Hels is right in a general sense of course, although primary teaching was one field which provided a career path for women. Hels also commented on the difference between sex segregation in NSW and Victoria, suggesting that NSW was more highly sex segregated in things such as single sex schools. Hadn't though of that.
homo sapiens keep rolling out. Yesterday's history post, Paleoanthropologists having fun - Almost Human, new discoveries from Jebel Irhoud, outlines details of the latest results. If you follow the links through, you will get a quick Cooks tour of the evolution of African prehistory. This stuff is actually important, because the research coming out now is invalidating certain preconceptions deeply embedded in elements of Western thinking. One example is the progressive discrediting of the simple linear view of the evolution of homo sapiens.

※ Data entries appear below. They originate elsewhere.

use anyhow::{Context, Result};
use bpaf::Bpaf;
use min_seam_lib::{find_minimum_seam_with, text, BoundaryEdges, SeamOptions};
use std::{
    fs::File,
    io::{BufReader, BufWriter},
    path::PathBuf,
};
use tracing::info;
use tracing_subscriber::EnvFilter;

/// Find the minimum-energy vertical seam of a pixel energy grid.
#[derive(Debug, Clone, Bpaf)]
#[bpaf(options, version)]
pub struct CliOptions {
    /// Increase log verbosity, repeat for more.
    #[bpaf(short('v'), long("verbose"), req_flag(()), count)]
    verbose: usize,
    /// Path for the seam output file.
    #[bpaf(short('o'), long("output"), argument("PATH"), fallback(PathBuf::from("seam.txt")))]
    output: PathBuf,
    /// Collapse the parallel edges generated at the left and right borders.
    distinct_boundary: bool,
    /// Path for the energy grid, one row of whitespace separated integers per line.
    #[bpaf(positional("PIXELS"), fallback(PathBuf::from("pixels.txt")))]
    pixels: PathBuf,
}

fn init_logging(verbose: usize) {
    let level = match verbose {
        0 => "warn",
        1 => "info",
        2 => "debug",
        _ => "trace",
    };
    let filter = EnvFilter::try_from_default_env().unwrap_or_else(|_| EnvFilter::new(level));
    tracing_subscriber::fmt()
        .with_env_filter(filter)
        .with_target(false)
        .with_writer(std::io::stderr)
        .init();
}

fn run(opts: &CliOptions) -> Result<()> {
    let file = File::open(&opts.pixels)
        .with_context(|| format!("could not open {}", opts.pixels.display()))?;
    let grid = text::read_grid(BufReader::new(file))
        .with_context(|| format!("could not read grid from {}", opts.pixels.display()))?;
    info!(rows = grid.rows(), cols = grid.cols(), "read pixel grid");

    let options = SeamOptions {
        boundary: if opts.distinct_boundary {
            BoundaryEdges::Distinct
        } else {
            BoundaryEdges::Clamped
        },
    };
    let seam = find_minimum_seam_with(&grid, options).context("seam search failed")?;
    let line = text::format_seam(seam.columns());
    info!(cost = %seam.cost(), seam = %line, "calculated minimum seam");

    let out = File::create(&opts.output)
        .with_context(|| format!("could not create {}", opts.output.display()))?;
    text::write_seam(BufWriter::new(out), seam.columns())
        .with_context(|| format!("could not write {}", opts.output.display()))?;
    info!(path = %opts.output.display(), "seam saved");

    println!("{line}");
    Ok(())
}

fn main() -> Result<()> {
    let opts = cli_options().run();
    init_logging(opts.verbose);
    run(&opts)
}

This link will take you through to the latest column.
The Express has taken to re-posting most of my columns on their Facebook page. This one got 24 likes. That's unusual, so I was rather pleased. They have also changed the layout a little so that the story includes links back to past posts in the series. That also pleased me.
Staying with history, I want to link two apparently unrelated posts by two of my favourite bloggers.
I have already mentioned hels. This year is 150 years since the Queen Victoria signed the British North America Act, thus allowing the creation of Canadian Confederation. Hel's Let's celebrate Canada's 150 years since Confederation provides an overview.The second post comes from the Resident Judge of Port Phillip, Surviving Peace: A Political Memoir’ by Olivera Simic, a book review that deals with the sense of loss that followed the break-up of the old Yugoslavia.
The linkage between the two, and it is only a linkage in my mind, lies in the fragility of human institutions and the loss we can experience when the familiar and accepted is taken away. This can be hard to recognise in circumstances where subsequent perceptions are so strongly set by the victors. .
The American Revolution, the first North American civil war, is a case in point. In the glorification attached to the Revolution it is easy to forget that there were losing sides. One losing side was the various Indian nations, for one of the proximate causes of the conflict lay in concerns that the Government in London would inhibit westward expansion.
The second losing side were the Loyalists who according to Wikipedia were barred from public office, forbidden from practising medicine and law, forced to pay increased taxes, barred from executing wills or becoming guardians to orphans.Congress enabled states to confiscate Loyalist property to fund the war, and offered them a choice between swearing loyalty to the republic, or either face exile, or forfeit the right to protection. Quakers, who remained neutral, had their property confiscated. States later prevented Loyalists from collecting any debts they were owed. Tens of thousands escaped to what would become Canada including former slaves who had fought for Britain in return for the promise of freedom. .
As Hels column draws out, the processes involved in the creation of what we now call Canada were slow. She starts her story with the British North America Act. However, the period from the end of the Revolutionary War with the Treaty of Paris in 1783 and 1867 when the Act was proclaimed involved a variety of change processes including the War of 1812, the failed attempt by the US to invade the Canadian colonies.
While Canada today is seen as having a distinct identity, the evolving sense of Canadian identity was fragile and often fractious involving different colonies with different histories, including the large French speaking presence. This remains true today.
The Yugoslavia case also demonstrates institutional fragility, as well as the sense of loss that come from change. Formed in 1918 following the end of the First World War (the name Yugoslavia itself was adopted in 1929), Yugoslavia had a turbulent history including the Second World Way, the creation of a communist state and then break-up during the Balkan or Yugoslav Wars. The break-up left those who did not identify with particular groups with a profound sense of loss.
I accept that I have wandered. There are, in fact, two quite different issues in my mind. The first is the need to break through the barriers created by the winning side to understand the sense of loss on the other side, the second question of institutional fragility.
Without going into details at this point, if we look at the UK the decision first by Prime Minister Cameron to go for a Brexit referendum and then Prime Minister May's decision to go to an early election has graphically revealed UK fault lines that leave the very survival of the United Kingdom at risk.